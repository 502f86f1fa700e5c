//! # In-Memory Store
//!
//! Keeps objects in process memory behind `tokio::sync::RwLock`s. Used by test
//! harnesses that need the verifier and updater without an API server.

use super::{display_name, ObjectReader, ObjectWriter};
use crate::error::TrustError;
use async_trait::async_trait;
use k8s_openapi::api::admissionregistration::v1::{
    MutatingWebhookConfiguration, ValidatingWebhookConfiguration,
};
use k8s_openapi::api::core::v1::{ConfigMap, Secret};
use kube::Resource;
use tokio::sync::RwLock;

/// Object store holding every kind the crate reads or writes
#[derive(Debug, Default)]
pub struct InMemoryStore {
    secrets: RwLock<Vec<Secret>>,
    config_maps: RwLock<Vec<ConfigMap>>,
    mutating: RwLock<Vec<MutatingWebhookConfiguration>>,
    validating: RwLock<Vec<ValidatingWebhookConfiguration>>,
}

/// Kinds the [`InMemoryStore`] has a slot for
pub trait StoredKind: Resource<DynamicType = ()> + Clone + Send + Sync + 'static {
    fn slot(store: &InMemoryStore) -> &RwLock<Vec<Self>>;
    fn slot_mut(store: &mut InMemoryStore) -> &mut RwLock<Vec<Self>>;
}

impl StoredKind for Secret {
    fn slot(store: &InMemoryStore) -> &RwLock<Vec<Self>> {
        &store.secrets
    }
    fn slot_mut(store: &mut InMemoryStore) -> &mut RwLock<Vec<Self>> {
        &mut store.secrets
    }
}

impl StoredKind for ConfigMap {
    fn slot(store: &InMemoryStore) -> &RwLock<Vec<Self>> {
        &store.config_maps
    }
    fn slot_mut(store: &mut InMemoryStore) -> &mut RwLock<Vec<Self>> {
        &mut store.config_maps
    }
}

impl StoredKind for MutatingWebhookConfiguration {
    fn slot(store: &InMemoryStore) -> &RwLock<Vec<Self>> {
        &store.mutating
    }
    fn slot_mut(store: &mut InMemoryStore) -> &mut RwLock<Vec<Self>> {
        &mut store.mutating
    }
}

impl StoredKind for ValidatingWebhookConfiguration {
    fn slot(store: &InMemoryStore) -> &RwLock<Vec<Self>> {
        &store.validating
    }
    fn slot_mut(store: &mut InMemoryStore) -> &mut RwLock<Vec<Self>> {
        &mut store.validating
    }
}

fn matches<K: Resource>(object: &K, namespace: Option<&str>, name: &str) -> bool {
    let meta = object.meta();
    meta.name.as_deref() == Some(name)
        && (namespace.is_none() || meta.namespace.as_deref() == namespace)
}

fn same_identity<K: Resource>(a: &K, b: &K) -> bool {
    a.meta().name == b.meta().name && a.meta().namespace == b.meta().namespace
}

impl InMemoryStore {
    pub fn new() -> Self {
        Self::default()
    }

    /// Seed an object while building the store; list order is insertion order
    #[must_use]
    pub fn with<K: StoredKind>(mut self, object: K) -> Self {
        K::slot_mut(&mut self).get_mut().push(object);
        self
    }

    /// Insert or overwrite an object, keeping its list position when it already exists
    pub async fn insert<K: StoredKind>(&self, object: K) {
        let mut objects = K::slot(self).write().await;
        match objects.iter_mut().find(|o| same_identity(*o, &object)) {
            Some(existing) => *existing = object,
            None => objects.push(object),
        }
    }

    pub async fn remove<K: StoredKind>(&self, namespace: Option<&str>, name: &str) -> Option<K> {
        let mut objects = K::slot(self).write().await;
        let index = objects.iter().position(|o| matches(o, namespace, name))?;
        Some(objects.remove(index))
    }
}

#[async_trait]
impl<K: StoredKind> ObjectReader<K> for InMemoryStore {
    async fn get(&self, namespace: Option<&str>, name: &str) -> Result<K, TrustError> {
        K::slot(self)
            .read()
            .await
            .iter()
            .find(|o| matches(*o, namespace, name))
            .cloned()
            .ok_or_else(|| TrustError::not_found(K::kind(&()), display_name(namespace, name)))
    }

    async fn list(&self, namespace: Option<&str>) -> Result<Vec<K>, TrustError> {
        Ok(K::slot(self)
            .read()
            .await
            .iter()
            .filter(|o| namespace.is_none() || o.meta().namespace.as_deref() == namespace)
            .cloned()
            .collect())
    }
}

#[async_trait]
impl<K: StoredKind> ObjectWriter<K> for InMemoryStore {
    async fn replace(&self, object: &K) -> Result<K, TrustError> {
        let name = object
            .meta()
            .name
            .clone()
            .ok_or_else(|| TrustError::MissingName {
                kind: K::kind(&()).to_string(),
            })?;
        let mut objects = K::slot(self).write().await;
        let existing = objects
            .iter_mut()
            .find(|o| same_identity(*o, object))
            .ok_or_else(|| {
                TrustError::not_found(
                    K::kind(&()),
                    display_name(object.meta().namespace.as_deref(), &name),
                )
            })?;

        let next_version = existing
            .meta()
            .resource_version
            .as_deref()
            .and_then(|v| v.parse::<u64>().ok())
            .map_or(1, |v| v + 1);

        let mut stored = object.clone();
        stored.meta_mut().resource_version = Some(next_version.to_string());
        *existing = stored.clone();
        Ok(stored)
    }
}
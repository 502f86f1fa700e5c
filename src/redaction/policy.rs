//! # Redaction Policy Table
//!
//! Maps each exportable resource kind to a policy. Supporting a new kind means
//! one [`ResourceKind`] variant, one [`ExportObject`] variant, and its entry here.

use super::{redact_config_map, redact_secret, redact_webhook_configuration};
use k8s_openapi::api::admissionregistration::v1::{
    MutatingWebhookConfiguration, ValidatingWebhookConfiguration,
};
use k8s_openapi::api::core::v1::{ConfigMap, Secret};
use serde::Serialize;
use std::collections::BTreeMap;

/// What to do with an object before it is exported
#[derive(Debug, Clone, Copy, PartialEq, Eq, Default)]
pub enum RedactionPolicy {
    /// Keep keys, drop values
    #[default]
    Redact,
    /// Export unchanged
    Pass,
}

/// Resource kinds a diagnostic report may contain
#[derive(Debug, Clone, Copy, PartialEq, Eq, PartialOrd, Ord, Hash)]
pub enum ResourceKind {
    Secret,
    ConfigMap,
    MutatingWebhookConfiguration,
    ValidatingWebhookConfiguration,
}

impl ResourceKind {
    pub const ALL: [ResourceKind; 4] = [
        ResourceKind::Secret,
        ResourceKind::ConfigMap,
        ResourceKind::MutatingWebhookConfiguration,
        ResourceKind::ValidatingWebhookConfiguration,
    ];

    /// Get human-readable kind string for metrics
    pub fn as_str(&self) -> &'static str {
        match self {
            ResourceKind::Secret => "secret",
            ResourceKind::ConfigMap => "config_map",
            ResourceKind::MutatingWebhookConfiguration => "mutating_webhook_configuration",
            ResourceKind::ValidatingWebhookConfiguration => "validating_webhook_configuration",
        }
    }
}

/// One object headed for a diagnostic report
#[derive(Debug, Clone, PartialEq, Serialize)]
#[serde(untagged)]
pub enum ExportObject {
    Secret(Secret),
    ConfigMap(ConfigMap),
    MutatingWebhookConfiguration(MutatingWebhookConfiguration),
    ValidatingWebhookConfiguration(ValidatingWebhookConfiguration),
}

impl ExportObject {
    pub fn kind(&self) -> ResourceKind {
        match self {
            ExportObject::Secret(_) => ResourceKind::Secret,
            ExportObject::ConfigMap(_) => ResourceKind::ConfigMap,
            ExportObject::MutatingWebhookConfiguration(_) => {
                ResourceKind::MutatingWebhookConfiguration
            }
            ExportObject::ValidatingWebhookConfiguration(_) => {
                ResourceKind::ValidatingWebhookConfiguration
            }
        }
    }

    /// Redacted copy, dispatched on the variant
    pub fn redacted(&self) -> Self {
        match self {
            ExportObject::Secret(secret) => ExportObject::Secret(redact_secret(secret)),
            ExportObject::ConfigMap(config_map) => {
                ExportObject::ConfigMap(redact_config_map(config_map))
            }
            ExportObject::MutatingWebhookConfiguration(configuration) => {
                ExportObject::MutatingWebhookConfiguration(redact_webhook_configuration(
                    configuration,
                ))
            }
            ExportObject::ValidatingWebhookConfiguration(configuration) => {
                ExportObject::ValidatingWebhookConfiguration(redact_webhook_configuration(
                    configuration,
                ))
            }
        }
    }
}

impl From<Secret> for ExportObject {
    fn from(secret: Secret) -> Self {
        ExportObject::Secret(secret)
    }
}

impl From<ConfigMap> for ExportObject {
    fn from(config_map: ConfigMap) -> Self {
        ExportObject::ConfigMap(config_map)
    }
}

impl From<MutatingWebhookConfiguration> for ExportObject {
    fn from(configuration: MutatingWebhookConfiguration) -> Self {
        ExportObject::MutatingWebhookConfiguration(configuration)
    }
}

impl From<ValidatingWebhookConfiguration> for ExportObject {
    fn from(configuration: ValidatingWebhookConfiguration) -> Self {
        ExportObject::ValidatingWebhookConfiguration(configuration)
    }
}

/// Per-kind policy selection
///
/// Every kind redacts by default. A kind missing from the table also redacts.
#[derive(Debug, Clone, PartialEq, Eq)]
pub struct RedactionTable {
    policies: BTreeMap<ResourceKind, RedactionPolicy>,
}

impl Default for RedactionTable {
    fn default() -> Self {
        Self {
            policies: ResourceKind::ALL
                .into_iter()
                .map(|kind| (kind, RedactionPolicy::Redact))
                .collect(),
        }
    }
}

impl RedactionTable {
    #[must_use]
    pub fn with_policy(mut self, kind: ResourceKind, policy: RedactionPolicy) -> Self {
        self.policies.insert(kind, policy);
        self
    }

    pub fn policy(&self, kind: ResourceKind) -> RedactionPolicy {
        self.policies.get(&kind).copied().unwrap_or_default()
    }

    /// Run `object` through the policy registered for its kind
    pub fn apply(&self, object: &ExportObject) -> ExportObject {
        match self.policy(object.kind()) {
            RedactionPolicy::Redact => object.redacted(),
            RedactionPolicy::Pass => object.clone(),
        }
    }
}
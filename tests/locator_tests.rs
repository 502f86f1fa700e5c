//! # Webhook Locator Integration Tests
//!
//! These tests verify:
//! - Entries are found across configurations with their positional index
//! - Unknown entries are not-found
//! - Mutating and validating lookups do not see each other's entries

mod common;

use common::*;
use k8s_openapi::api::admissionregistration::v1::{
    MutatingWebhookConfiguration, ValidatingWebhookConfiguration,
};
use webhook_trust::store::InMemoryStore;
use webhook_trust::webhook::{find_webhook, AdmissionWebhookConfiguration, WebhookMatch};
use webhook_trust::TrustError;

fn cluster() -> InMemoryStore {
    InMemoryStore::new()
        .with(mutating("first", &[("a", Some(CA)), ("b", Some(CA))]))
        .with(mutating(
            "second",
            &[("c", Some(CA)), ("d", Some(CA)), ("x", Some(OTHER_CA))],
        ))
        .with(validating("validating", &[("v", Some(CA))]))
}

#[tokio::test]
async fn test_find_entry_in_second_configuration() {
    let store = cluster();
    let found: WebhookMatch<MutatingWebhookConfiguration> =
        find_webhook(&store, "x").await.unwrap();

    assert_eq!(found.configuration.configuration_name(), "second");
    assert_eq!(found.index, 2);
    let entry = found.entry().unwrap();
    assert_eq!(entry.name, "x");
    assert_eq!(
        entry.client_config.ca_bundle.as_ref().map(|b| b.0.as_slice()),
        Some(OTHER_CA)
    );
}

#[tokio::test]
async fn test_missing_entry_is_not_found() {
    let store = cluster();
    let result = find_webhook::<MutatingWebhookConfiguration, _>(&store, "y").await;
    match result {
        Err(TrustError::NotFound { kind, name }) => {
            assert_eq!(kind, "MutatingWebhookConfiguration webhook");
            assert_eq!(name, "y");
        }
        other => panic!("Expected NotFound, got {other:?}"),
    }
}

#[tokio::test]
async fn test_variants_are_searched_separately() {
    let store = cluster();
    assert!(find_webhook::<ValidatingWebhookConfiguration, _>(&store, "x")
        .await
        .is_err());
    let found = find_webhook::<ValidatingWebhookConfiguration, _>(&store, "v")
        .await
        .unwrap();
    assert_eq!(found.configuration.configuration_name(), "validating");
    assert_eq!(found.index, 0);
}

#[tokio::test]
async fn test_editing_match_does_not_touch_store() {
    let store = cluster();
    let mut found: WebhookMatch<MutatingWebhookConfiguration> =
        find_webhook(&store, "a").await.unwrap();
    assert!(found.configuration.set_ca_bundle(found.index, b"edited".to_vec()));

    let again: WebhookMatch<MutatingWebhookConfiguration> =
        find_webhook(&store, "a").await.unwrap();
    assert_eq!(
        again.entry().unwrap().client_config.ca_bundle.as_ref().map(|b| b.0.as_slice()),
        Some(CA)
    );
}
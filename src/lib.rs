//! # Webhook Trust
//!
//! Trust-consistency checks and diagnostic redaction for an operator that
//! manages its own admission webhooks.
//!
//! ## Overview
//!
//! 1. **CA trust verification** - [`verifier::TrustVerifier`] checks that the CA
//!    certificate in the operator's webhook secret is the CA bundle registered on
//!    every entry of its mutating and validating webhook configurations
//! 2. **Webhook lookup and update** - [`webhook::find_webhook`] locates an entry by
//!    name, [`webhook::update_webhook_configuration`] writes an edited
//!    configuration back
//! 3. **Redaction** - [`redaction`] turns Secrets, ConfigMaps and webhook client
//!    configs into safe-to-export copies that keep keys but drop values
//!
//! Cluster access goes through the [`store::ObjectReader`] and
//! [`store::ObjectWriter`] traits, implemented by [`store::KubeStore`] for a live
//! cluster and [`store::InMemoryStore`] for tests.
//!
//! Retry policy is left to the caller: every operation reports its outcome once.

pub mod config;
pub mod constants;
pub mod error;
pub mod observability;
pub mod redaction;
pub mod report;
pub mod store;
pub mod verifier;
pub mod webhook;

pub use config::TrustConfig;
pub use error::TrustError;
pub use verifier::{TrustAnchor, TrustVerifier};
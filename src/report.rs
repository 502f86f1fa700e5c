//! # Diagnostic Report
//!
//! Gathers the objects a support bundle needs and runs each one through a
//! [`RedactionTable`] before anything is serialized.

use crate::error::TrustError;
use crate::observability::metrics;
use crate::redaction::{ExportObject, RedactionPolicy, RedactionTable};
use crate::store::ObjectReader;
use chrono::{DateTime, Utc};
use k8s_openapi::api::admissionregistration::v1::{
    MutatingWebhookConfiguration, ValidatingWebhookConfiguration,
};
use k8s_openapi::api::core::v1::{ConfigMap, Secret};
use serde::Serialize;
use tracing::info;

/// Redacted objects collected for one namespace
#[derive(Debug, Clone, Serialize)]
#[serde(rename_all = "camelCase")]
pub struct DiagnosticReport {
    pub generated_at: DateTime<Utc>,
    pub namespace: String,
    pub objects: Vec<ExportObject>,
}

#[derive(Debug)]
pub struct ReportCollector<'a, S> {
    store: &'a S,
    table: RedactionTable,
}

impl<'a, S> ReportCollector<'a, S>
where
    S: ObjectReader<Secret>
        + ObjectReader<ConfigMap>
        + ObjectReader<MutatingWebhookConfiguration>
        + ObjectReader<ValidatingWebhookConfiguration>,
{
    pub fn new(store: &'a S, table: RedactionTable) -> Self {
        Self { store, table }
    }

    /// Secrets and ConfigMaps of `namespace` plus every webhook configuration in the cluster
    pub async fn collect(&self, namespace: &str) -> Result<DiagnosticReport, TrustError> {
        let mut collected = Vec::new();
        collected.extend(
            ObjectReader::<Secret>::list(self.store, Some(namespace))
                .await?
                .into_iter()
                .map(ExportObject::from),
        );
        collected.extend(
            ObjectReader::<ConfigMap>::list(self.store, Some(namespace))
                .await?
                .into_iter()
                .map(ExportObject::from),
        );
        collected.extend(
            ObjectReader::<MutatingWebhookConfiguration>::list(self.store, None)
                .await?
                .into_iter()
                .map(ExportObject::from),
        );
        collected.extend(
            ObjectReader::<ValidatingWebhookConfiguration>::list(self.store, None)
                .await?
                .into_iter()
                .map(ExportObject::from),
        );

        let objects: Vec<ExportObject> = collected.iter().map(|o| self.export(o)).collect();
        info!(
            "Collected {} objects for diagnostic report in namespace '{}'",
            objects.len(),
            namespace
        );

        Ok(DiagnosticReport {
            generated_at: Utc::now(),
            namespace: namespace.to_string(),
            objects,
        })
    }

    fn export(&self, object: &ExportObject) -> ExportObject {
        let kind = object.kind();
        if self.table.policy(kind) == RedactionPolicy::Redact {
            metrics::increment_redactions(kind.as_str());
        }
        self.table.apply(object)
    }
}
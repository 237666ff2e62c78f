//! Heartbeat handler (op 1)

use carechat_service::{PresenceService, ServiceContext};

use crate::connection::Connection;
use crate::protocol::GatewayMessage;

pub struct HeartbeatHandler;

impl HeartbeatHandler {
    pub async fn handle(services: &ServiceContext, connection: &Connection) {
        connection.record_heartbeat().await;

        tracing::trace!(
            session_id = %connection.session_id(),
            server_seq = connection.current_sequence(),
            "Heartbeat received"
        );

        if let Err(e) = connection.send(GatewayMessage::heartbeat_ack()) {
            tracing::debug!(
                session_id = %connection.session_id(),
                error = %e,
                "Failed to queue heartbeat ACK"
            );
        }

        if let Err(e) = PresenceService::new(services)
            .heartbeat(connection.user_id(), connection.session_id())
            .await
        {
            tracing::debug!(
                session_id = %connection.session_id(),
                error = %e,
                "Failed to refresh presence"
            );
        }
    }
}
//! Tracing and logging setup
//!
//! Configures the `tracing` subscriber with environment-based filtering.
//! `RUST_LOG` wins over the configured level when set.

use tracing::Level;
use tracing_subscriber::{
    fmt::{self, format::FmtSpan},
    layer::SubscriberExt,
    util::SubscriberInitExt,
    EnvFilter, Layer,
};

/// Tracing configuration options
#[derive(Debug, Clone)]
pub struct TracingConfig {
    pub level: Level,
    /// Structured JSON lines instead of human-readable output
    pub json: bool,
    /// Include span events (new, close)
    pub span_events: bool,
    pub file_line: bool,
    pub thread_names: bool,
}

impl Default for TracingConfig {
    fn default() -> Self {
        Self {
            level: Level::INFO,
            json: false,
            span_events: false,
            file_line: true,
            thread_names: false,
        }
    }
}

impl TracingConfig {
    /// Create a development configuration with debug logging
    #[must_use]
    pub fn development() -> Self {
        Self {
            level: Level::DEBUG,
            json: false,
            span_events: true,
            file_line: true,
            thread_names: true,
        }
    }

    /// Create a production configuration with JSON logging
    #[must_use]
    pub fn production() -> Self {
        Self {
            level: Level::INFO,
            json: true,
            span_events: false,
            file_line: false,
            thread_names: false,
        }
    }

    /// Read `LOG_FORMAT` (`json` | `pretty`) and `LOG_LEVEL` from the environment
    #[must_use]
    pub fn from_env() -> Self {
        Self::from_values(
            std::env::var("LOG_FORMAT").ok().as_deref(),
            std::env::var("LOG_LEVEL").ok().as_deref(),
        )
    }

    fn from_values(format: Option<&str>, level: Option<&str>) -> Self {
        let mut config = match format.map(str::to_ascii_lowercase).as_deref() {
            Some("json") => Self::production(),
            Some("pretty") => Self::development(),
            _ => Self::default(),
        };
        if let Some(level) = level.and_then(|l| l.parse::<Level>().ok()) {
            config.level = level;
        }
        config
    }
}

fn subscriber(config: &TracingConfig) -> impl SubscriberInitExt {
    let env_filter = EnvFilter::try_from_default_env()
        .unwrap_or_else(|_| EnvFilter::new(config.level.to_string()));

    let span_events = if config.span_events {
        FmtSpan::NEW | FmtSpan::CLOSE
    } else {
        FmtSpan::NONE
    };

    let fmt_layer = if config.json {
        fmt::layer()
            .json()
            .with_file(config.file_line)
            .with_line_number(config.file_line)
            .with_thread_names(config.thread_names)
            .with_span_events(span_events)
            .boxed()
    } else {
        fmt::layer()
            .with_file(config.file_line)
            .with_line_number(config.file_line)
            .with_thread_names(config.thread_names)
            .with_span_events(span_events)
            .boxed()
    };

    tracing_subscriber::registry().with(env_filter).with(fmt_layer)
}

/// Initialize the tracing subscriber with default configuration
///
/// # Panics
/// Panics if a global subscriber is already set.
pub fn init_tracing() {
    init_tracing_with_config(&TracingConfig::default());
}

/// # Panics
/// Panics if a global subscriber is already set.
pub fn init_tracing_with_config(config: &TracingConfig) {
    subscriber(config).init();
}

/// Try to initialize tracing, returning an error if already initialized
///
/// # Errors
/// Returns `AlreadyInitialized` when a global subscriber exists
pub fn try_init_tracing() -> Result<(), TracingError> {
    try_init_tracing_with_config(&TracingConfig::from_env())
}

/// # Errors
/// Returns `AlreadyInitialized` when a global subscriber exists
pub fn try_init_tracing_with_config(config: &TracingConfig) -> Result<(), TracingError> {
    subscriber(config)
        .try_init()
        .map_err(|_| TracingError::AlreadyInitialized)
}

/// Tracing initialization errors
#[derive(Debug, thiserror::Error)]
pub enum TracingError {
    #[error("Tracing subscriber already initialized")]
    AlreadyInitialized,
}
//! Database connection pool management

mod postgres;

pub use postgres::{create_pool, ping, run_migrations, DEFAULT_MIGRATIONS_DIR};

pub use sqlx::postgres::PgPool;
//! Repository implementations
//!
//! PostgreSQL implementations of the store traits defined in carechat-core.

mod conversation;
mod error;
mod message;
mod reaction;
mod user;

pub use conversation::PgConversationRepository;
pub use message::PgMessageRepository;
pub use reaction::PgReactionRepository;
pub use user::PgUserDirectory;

++++++++

What the task asks -> Which lines above hold the string "super"? Please copy all of them.

Written answer ->
use super::{display_name, ObjectReader, ObjectWriter};
use super::{redact_config_map, redact_secret, redact_webhook_configuration};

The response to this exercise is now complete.